Zij namen mij met goedheid op en verzorgden mij met veel liefde en genegenheid. Op zekeren morgen ontmoette ik een broer mijner moeder en deze nam mij met zich mede. Maar daar hij zeer arm was bracht hij mij naar Hong-Kong, alwaar hij mij toevertrouwde aan de Zusters der H. Kindsheid. Na een kort verblijf aldaar ben ik naar Frankrijk vertrokken in gezelschap van twee kloosterzusters, die mij onderwijzen, leeren werken en mij met alle mogelijke zorg behandelen. Zij vervangen mijne moeder. Ziet gij nu wel, hoe goed Jesus voor zijn arme wees geweest is ?

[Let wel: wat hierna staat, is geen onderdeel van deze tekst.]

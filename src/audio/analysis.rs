use rayon::prelude::*;

use super::bands::BandCompressor;
use super::compress::CompressionMode;
use super::features::{MagnitudeSpectrum, SpectrumFrame};
use super::spectrum::SpectrumExtractor;
use crate::config::AnalysisConfig;
use crate::error::Result;
use crate::export::FrameSequence;

/// Chunk → magnitude spectrum → bands → log scale.
///
/// Cloning is cheap: the FFT plan is shared, scratch buffers are not.
#[derive(Clone)]
pub struct SpectrumPipeline {
    config: AnalysisConfig,
    extractor: SpectrumExtractor,
    bands: BandCompressor,
}

impl SpectrumPipeline {
    pub fn new(config: &AnalysisConfig) -> Result<Self> {
        let extractor = SpectrumExtractor::new(config)?;
        let bands = BandCompressor::new(extractor.retained_bins(), config.band_count);

        log::debug!(
            "Pipeline: fft={} retained_bins={} bands={} edges={:?}",
            config.fft_size,
            extractor.retained_bins(),
            config.band_count,
            bands.edges().as_slice()
        );

        Ok(Self {
            config: config.clone(),
            extractor,
            bands,
        })
    }

    pub fn config(&self) -> &AnalysisConfig {
        &self.config
    }

    pub fn band_compressor(&self) -> &BandCompressor {
        &self.bands
    }

    pub fn spectrum(&mut self, chunk: &[f32]) -> Result<MagnitudeSpectrum> {
        self.extractor.extract(chunk)
    }

    /// Band and log-compress an already extracted spectrum.
    pub fn frame_from_spectrum(&self, spectrum: &[f64], mode: CompressionMode) -> SpectrumFrame {
        let mut frame = if mode == CompressionMode::Absolute {
            self.bands.compress(spectrum)
        } else {
            let mut scaled = spectrum.to_vec();
            mode.prepare(&mut scaled);
            self.bands.compress(&scaled)
        };
        mode.compress(&mut frame);
        frame
    }

    pub fn analyze_chunk(&mut self, chunk: &[f32], mode: CompressionMode) -> Result<SpectrumFrame> {
        let spectrum = self.spectrum(chunk)?;
        Ok(self.frame_from_spectrum(&spectrum, mode))
    }
}

/// Whole-buffer conversion at the export cadence.
///
/// Every full `step_samples` window yields one absolute-mode frame; a trailing
/// partial window is dropped. Windows are analysed in parallel and collected
/// in order.
pub fn convert(samples: &[f32], config: &AnalysisConfig) -> Result<FrameSequence> {
    let pipeline = SpectrumPipeline::new(config)?;
    let step = config.step_samples();
    let total_frames = samples.len() / step;

    log::info!(
        "Converting {} samples in {} windows of {} samples ({}ms)",
        samples.len(),
        total_frames,
        step,
        config.step_ms
    );

    let frames = samples
        .par_chunks_exact(step)
        .map_init(
            || pipeline.clone(),
            |pipeline, window| pipeline.analyze_chunk(window, CompressionMode::Absolute),
        )
        .collect::<Result<Vec<_>>>()?;

    let dropped = samples.len() % step;
    if dropped > 0 {
        log::debug!("Dropped {} trailing samples shorter than one step", dropped);
    }

    Ok(FrameSequence::new(config, frames))
}
use serde::{Deserialize, Serialize};
use std::fs::{self, File};
use std::io::{BufReader, BufWriter, Write};
use std::path::{Path, PathBuf};

use crate::audio::features::SpectrumFrame;
use crate::config::AnalysisConfig;
use crate::error::{Error, Result};

pub const FORMAT_VERSION: u32 = 1;

/// Sampled frames plus the metadata needed to replay them in sync.
///
/// Field names follow the historical JSON layout; files written before the
/// `version` field existed read back as version 1.
#[derive(Clone, Debug, PartialEq, Serialize, Deserialize)]
pub struct FrameSequence {
    #[serde(default = "legacy_version")]
    pub version: u32,
    #[serde(rename = "samplerate")]
    pub sample_rate: u32,
    pub bands: usize,
    pub step_ms: u32,
    #[serde(rename = "max_freq")]
    pub max_frequency: f64,
    pub frames: Vec<SpectrumFrame>,
}

fn legacy_version() -> u32 { FORMAT_VERSION }

impl FrameSequence {
    pub fn new(config: &AnalysisConfig, frames: Vec<SpectrumFrame>) -> Self {
        Self {
            version: FORMAT_VERSION,
            sample_rate: config.sample_rate,
            bands: config.band_count,
            step_ms: config.step_ms,
            max_frequency: config.max_frequency,
            frames,
        }
    }

    pub fn empty(config: &AnalysisConfig) -> Self {
        Self::new(config, Vec::new())
    }

    pub fn push(&mut self, frame: SpectrumFrame) {
        self.frames.push(frame);
    }

    pub fn len(&self) -> usize {
        self.frames.len()
    }

    pub fn is_empty(&self) -> bool {
        self.frames.is_empty()
    }

    /// Playback time covered by the frames.
    pub fn duration_secs(&self) -> f64 {
        self.frames.len() as f64 * self.step_ms as f64 / 1000.0
    }

    pub fn validate(&self) -> Result<()> {
        if self.version > FORMAT_VERSION {
            return Err(Error::InvalidSequence(format!(
                "unsupported format version {}",
                self.version
            )));
        }
        if let Some((index, frame)) = self
            .frames
            .iter()
            .enumerate()
            .find(|(_, frame)| frame.len() != self.bands)
        {
            return Err(Error::InvalidSequence(format!(
                "frame {} has {} bands, expected {}",
                index,
                frame.len(),
                self.bands
            )));
        }
        Ok(())
    }
}

/// Writes sequences atomically: a sibling temp file is synced, then renamed.
pub struct FrameSequenceWriter;

impl FrameSequenceWriter {
    pub fn write(sequence: &FrameSequence, path: &Path) -> Result<()> {
        if let Some(parent) = path.parent().filter(|p| !p.as_os_str().is_empty()) {
            fs::create_dir_all(parent).map_err(|e| Error::io(parent, e))?;
        }

        let tmp = temp_path(path);
        if let Err(err) = write_synced(sequence, &tmp) {
            let _ = fs::remove_file(&tmp);
            return Err(err);
        }
        if let Err(err) = fs::rename(&tmp, path) {
            let _ = fs::remove_file(&tmp);
            return Err(Error::io(path, err));
        }

        log::info!(
            "Saved {} frames → {} (bands={}, step={}ms)",
            sequence.len(),
            path.display(),
            sequence.bands,
            sequence.step_ms
        );
        Ok(())
    }
}

fn write_synced(sequence: &FrameSequence, tmp: &Path) -> Result<()> {
    let file = File::create(tmp).map_err(|e| Error::io(tmp, e))?;
    let mut writer = BufWriter::new(file);
    serde_json::to_writer(&mut writer, sequence).map_err(|e| {
        if e.is_io() {
            Error::io(tmp, e.into())
        } else {
            Error::Json(e)
        }
    })?;
    writer.flush().map_err(|e| Error::io(tmp, e))?;
    let file = writer.into_inner().map_err(|e| Error::io(tmp, e.into_error()))?;
    file.sync_all().map_err(|e| Error::io(tmp, e))
}

fn temp_path(path: &Path) -> PathBuf {
    let name = path
        .file_name()
        .map(|n| n.to_string_lossy().into_owned())
        .unwrap_or_else(|| "frames".into());
    path.with_file_name(format!(".{}.{}.tmp", name, std::process::id()))
}

pub struct FrameSequenceReader;

impl FrameSequenceReader {
    pub fn read(path: &Path) -> Result<FrameSequence> {
        let file = File::open(path).map_err(|e| Error::io(path, e))?;
        let sequence: FrameSequence = serde_json::from_reader(BufReader::new(file))?;
        sequence.validate()?;
        log::debug!("Loaded {} frames from {}", sequence.len(), path.display());
        Ok(sequence)
    }
}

X. Lieve zuster, gij hebt zooveel voor Jesus geleden, dat Hij u wel teeder beminnen moet. Ik begrijp nu zeer goed, dat de Chineesche kinderen, die hun godsdienst getrouw zijn, den goeden God meer beminnen dan wij. Lieve zuster, vraag aan jesus, die u zoo liefheeft, dat Hij aan alle kleine kinderen van Frankrijk een hart geve, gelijk aan dat der kleine Christen Chineesjes.

Maria. Dierbare zuster, ik meen, dat gij overdrijft, ik zal integendeel aan jesus en Maria vragen, dat zij aan de Chineesche kinderen een goed, een edelmoedig, een liefdevol hart geven, gelijk aan dat der kinderen van Frankrijk, die door de offers welke zij aan de H. Kindsheid geven, zoo krachtdadig mede werken aan het heil der heidensche kinderen.